Just after it had cleared the tower, the two J800T blue thunder motors fired up instantly almost doubling the rockets initial thrust. Slow motion video shows the sudden speed increase. This event happened between 1 and 2 seconds after lift off-detect.
Big Red powered on for 7 seconds clearing the cloud deck and almost out of sight. At 8 seconds after liftoff a huge plume was seen and Big Red accelerated out of sight as a result of the two big K700W motors. Big Red made a very slight turn to the north due to this but was still very much vertical.

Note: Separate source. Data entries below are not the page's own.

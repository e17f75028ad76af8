//! Engine lifecycle and the rendering facade.
//!
//! At most one engine exists per process. [`EngineHandle::create`] claims the
//! slot and fails while another handle or [`Engine`] is alive; the slot is
//! released when that value is dropped. Only a successfully initialized
//! [`Engine`] exposes rendering operations, so a failed
//! [`EngineHandle::initialize`] leaves nothing to draw with.

use std::path::Path;
use std::rc::Rc;
use std::sync::atomic::{AtomicBool, Ordering};

use thiserror::Error;

use crate::color::Color;
use crate::config::{ConfigError, EngineConfig};
use crate::gl::{self, Gl, LoadError};
use crate::input::{self, Event};
use crate::math::mat2x3::Mat2x3;
use crate::render::{Pipeline, ShaderError};
use crate::texture::{Texture, TextureError};
use crate::triangle::{Tri0, Tri1, Tri2};
use crate::window::{Window, MIN_GL_VERSION};

#[derive(Debug, Error)]
pub enum EngineError {
    #[error("an engine instance already exists")]
    AlreadyExists,
    #[error("invalid engine config: {0}")]
    Config(#[from] ConfigError),
    #[error("window or context creation failed: {0}")]
    Window(String),
    #[error("OpenGL {major}.{minor} context, need at least {}.{}", MIN_GL_VERSION.0, MIN_GL_VERSION.1)]
    UnsupportedGlVersion { major: u8, minor: u8 },
    #[error(transparent)]
    Load(#[from] LoadError),
    #[error(transparent)]
    Shader(#[from] ShaderError),
    #[error(transparent)]
    Texture(#[from] TextureError),
}

static INSTANCE: AtomicBool = AtomicBool::new(false);

/// Holds the process-wide engine slot until dropped.
#[derive(Debug)]
struct InstanceGuard(());

impl InstanceGuard {
    fn acquire() -> Result<Self, EngineError> {
        INSTANCE
            .compare_exchange(false, true, Ordering::AcqRel, Ordering::Acquire)
            .map(|_| Self(()))
            .map_err(|_| EngineError::AlreadyExists)
    }
}

impl Drop for InstanceGuard {
    fn drop(&mut self) {
        INSTANCE.store(false, Ordering::Release);
    }
}

/// An engine that has not been initialized yet.
#[derive(Debug)]
pub struct EngineHandle {
    guard: InstanceGuard,
}

impl EngineHandle {
    pub fn create() -> Result<Self, EngineError> {
        Ok(Self {
            guard: InstanceGuard::acquire()?,
        })
    }

    /// Opens the window, loads OpenGL and builds the built-in programs.
    ///
    /// On failure the handle is consumed and the instance slot released.
    pub fn initialize(self, config: &EngineConfig) -> Result<Engine, EngineError> {
        config.validate()?;

        let window = Window::new(config).map_err(EngineError::Window)?;
        check_context_version(window.context_version())?;

        let gl = Rc::new(Gl::load_with(|name| window.proc_address(name))?);
        for (label, name) in [
            ("OpenGL", gl::VERSION),
            ("vendor", gl::VENDOR),
            ("renderer", gl::RENDERER),
            ("GLSL", gl::SHADING_LANGUAGE_VERSION),
        ] {
            if let Some(value) = gl.string(name) {
                log::info!("{label}: {value}");
            }
        }

        let pipeline = Pipeline::new(gl, config.clear_color)?;
        log::info!(
            "engine initialized: {:?} {}x{}",
            config.title,
            config.width,
            config.height
        );

        Ok(Engine {
            pipeline,
            window,
            _guard: self.guard,
        })
    }
}

fn check_context_version((major, minor): (u8, u8)) -> Result<(), EngineError> {
    if (major, minor) < MIN_GL_VERSION {
        log::error!("OpenGL {major}.{minor} context is too old");
        return Err(EngineError::UnsupportedGlVersion { major, minor });
    }
    Ok(())
}

/// An initialized engine: window, context and the three built-in programs.
///
/// Not `Send`; all calls happen on the thread that created it.
pub struct Engine {
    // Programs are deleted while the context is still alive.
    pipeline: Pipeline,
    window: Window,
    _guard: InstanceGuard,
}

impl Engine {
    /// Claims the instance slot and initializes in one step.
    pub fn new(config: &EngineConfig) -> Result<Self, EngineError> {
        EngineHandle::create()?.initialize(config)
    }

    /// Next input event, or `None` once the queue is drained. Never blocks.
    pub fn read_input(&mut self) -> Option<Event> {
        let window = &mut self.window;
        input::next_event(|| window.poll_raw())
    }

    /// Seconds elapsed since initialization.
    pub fn get_time_from_init(&self) -> f32 {
        self.window.seconds_since_start()
    }

    pub fn window_size(&self) -> (u32, u32) {
        self.window.size()
    }

    pub fn create_texture<P: AsRef<Path>>(&self, path: P) -> Result<Texture, EngineError> {
        Ok(Texture::load(self.pipeline.gl(), path)?)
    }

    pub fn destroy_texture(&self, texture: Texture) {
        texture.release(self.pipeline.gl());
    }

    pub fn render_flat(&self, tri: &Tri0, color: Color) -> Result<(), EngineError> {
        Ok(self.pipeline.draw_flat(tri, color)?)
    }

    pub fn render_colored(&self, tri: &Tri1) {
        self.pipeline.draw_colored(tri);
    }

    pub fn render_textured(
        &self,
        tri: &Tri2,
        texture: &Texture,
        matrix: &Mat2x3,
    ) -> Result<(), EngineError> {
        Ok(self.pipeline.draw_textured(tri, texture, matrix)?)
    }

    /// Presents the frame, then clears the back buffer for the next one.
    pub fn swap_buffers(&self) {
        self.window.swap();
        self.pipeline.clear_frame();
    }

    /// Destroys the programs, context and window and frees the instance slot.
    pub fn uninitialize(self) {
        drop(self);
        log::info!("engine uninitialized");
    }
}

impl std::fmt::Debug for Engine {
    fn fmt(&self, f: &mut std::fmt::Formatter<'_>) -> std::fmt::Result {
        f.debug_struct("Engine")
            .field("pipeline", &self.pipeline)
            .field("window_size", &self.window.size())
            .finish_non_exhaustive()
    }
}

Big Red climbed for a further 10 seconds heading out over the cloud deck reaching a maximum altitude of 10,615 ft. For us on the ground we could only wait for the rocket to reappear on a chute. Sure enough it was seen to the north east on a bright orange drogue chute descending rapidly as planned. At 1500 ft the main chute deployed right on time and slowed Big Red down for landing.
Thanks to Alex’s beeline GPS, we had great communication throughout the flight. It took 2 hours to recover Big Red due to the maize paddock. This stuff eats rockets. Very hard to find without a GPS.

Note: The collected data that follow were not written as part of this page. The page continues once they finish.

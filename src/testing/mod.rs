use std::sync::atomic::{AtomicBool, AtomicUsize, Ordering};
use std::sync::{Arc, Mutex};

use async_trait::async_trait;
use axum::{
    body::Body,
    http::{header, Method, Request, StatusCode},
    Router,
};
use chrono::Utc;
use serde_json::Value;
use tower::ServiceExt;

use crate::config::AppConfig;
use crate::database::models::{Collection, NewCollection, User};
use crate::database::{CollectionChanges, DatabaseError, Store};
use crate::middleware::cors_layer;
use crate::server::{app, AppState};

/// Router wired to `store` with the development config
pub fn test_app(store: Arc<MemoryStore>) -> Router {
    let config = AppConfig::from_lookup(|_| None);
    let cors = cors_layer(&config).expect("default dev origin is valid");
    app(AppState::new(store), cors)
}

/// Send one request through `app`, returning the status and JSON body
/// (`Value::Null` when the body is empty or not JSON).
pub async fn send(app: &Router, method: Method, uri: &str, body: Option<Value>) -> (StatusCode, Value) {
    let mut request = Request::builder().method(method).uri(uri);
    let body = match body {
        Some(json) => {
            request = request.header(header::CONTENT_TYPE, "application/json");
            Body::from(json.to_string())
        }
        None => Body::empty(),
    };

    let response = app
        .clone()
        .oneshot(request.body(body).unwrap())
        .await
        .unwrap();

    let status = response.status();
    let bytes = axum::body::to_bytes(response.into_body(), usize::MAX).await.unwrap();
    let json = serde_json::from_slice(&bytes).unwrap_or(Value::Null);
    (status, json)
}

/// In-memory `Store` for handler and keep-alive tests.
///
/// Rows keep insertion order. `set_failing(true)` makes every call return a
/// query error, which is how tests simulate an unreachable database.
#[derive(Default)]
pub struct MemoryStore {
    users: Mutex<Vec<User>>,
    collections: Mutex<Vec<Collection>>,
    failing: AtomicBool,
    pings: AtomicUsize,
}

impl MemoryStore {
    pub fn new() -> Self {
        Self::default()
    }

    pub fn set_failing(&self, failing: bool) {
        self.failing.store(failing, Ordering::SeqCst);
    }

    pub fn ping_count(&self) -> usize {
        self.pings.load(Ordering::SeqCst)
    }

    pub fn users(&self) -> Vec<User> {
        self.users.lock().unwrap().clone()
    }

    pub fn collections(&self) -> Vec<Collection> {
        self.collections.lock().unwrap().clone()
    }

    fn check(&self) -> Result<(), DatabaseError> {
        if self.failing.load(Ordering::SeqCst) {
            return Err(DatabaseError::QueryError("connection refused".to_string()));
        }
        Ok(())
    }
}

#[async_trait]
impl Store for MemoryStore {
    async fn ping(&self) -> Result<(), DatabaseError> {
        self.pings.fetch_add(1, Ordering::SeqCst);
        self.check()
    }

    async fn find_user_id(&self, uid: &str) -> Result<Option<i64>, DatabaseError> {
        self.check()?;
        let users = self.users.lock().unwrap();
        Ok(users.iter().find(|u| u.uid == uid).map(|u| u.id))
    }

    async fn insert_user(&self, uid: &str, email: &str) -> Result<Option<i64>, DatabaseError> {
        self.check()?;
        let mut users = self.users.lock().unwrap();
        if users.iter().any(|u| u.uid == uid) {
            return Ok(None);
        }
        let id = users.len() as i64 + 1;
        users.push(User {
            id,
            uid: uid.to_string(),
            email: email.to_string(),
            created_at: Utc::now(),
        });
        Ok(Some(id))
    }

    async fn insert_collection(&self, collection: &NewCollection) -> Result<i64, DatabaseError> {
        self.check()?;
        let mut rows = self.collections.lock().unwrap();
        let id = rows.len() as i64 + 1;
        rows.push(Collection {
            id,
            uid: collection.uid.clone(),
            name: collection.name.clone(),
            url: collection.url.clone(),
            method: collection.method.clone(),
            headers: collection.headers.clone(),
            params: collection.params.clone(),
            body: collection.body.clone(),
            created_at: Utc::now(),
        });
        Ok(id)
    }

    async fn list_collections(&self, uid: &str) -> Result<Vec<Collection>, DatabaseError> {
        self.check()?;
        let rows = self.collections.lock().unwrap();
        Ok(rows.iter().filter(|c| c.uid == uid).cloned().collect())
    }

    async fn update_collection(&self, id: i64, changes: &CollectionChanges) -> Result<u64, DatabaseError> {
        self.check()?;
        let assignments = changes.assignments()?;
        let mut rows = self.collections.lock().unwrap();
        let Some(row) = rows.iter_mut().find(|c| c.id == id) else {
            return Ok(0);
        };
        for (column, value) in assignments {
            match column {
                "uid" => row.uid = value,
                "name" => row.name = value,
                "url" => row.url = value,
                "method" => row.method = value,
                "params" => row.params = Some(value),
                "headers" => row.headers = Some(value),
                "body" => row.body = Some(value),
                other => {
                    return Err(DatabaseError::QueryError(format!("unknown column {}", other)));
                }
            }
        }
        Ok(1)
    }
}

Post recovery inspection has found a hairline crack in one fin. This was expected as its a big rocket and there’s a lot of force acting on a plywood based fin at landing. Its very easy to repair. No other damage found on the rocket. The recovery system worked as planned with no tangles evident. On the final approach Big Red hung under a 6 meter chute and about 15 metres of shock cord.

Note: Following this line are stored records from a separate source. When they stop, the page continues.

use chrono::{DateTime, Utc};
use serde::{Deserialize, Serialize};
use sqlx::FromRow;

/// A saved HTTP request template.
///
/// `headers`, `params` and `body` hold JSON text exactly as stored.
#[derive(Debug, Clone, PartialEq, Serialize, Deserialize, FromRow)]
pub struct Collection {
    pub id: i64,
    pub uid: String,
    pub name: String,
    pub url: String,
    pub method: String,
    pub headers: Option<String>,
    pub params: Option<String>,
    pub body: Option<String>,
    pub created_at: DateTime<Utc>,
}

/// Insert payload with the JSON columns already serialized.
#[derive(Debug, Clone, PartialEq)]
pub struct NewCollection {
    pub uid: String,
    pub name: String,
    pub url: String,
    pub method: String,
    pub headers: Option<String>,
    pub params: Option<String>,
    pub body: Option<String>,
}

RECORD-SETTING FLIGHT OF THE MONGOOSE 98
The Mongoose 98 of Joel Schiff & Martin Aspell was launched from the new tower built to accommodate any 3-fin rocket from 38mm to 150mm. The rocket took off on a N1000 motor with a great roar and the motor seemed to burn forever which helped keep the rocket in view.
After 43 seconds, the M98 had coasted to apogee at 33,701 ft AGL, setting an NZ altitude record, but the drogue as well as the main chute deployed. This meant that the rocket would not come down as close to the launch site as anticipated, and to add to the challenge of locating it, the GSM tracker in the nose cone lost signal lock at 5300 m and then stopped phoning home its position.
After a few calculations, the recovery site was reduced to one particular farm 4.7 km away and much of it was searched on Sunday afternoon without success. It was eventually found by the farmer himself two days later very near to where we had been searching! There was no damage at all to the carbon fibre rocket, although the paint work on the edges of the fins got a bit frazzled from going mach 1.5.
Martin and Joel and now the current holders of the NZRA Open Class Altitude trophy…
On 17 March 2009, 10:28 UTC, the student rocket Stratos was launched from the Swedish Esrange Space Center. The rocket, an amateur rocket developed by students from the Delft University of Technology in Holland, reached an altitude of 12551 m (= 41,167 ft). This is from now on considered as the new official record for European amateur rockets. The record was earlier held by the British amateur rocket society MARS, which launched a rocket to 10.7 km from Black Rock Desert in USA in 2000.
“Our rocket performed like a dream. Everything worked as planned, the two rocket stages ignited nominally and the impact was within the safety area”, says Mark Uitendaal, the Stratos project leader writing his thesis on this project.
The two-staged Stratos has been developed by a team of students from the faculty of Electrical and Aerospace Engineering, all members of the studentassociation Delft Aerospace Rocket Engineering (DARE). The purpose of the association is to involve students in the designing and launching of experimental rockets. Dutch Space, a space company located in Leiden, is the principle sponsor of Project Stratos.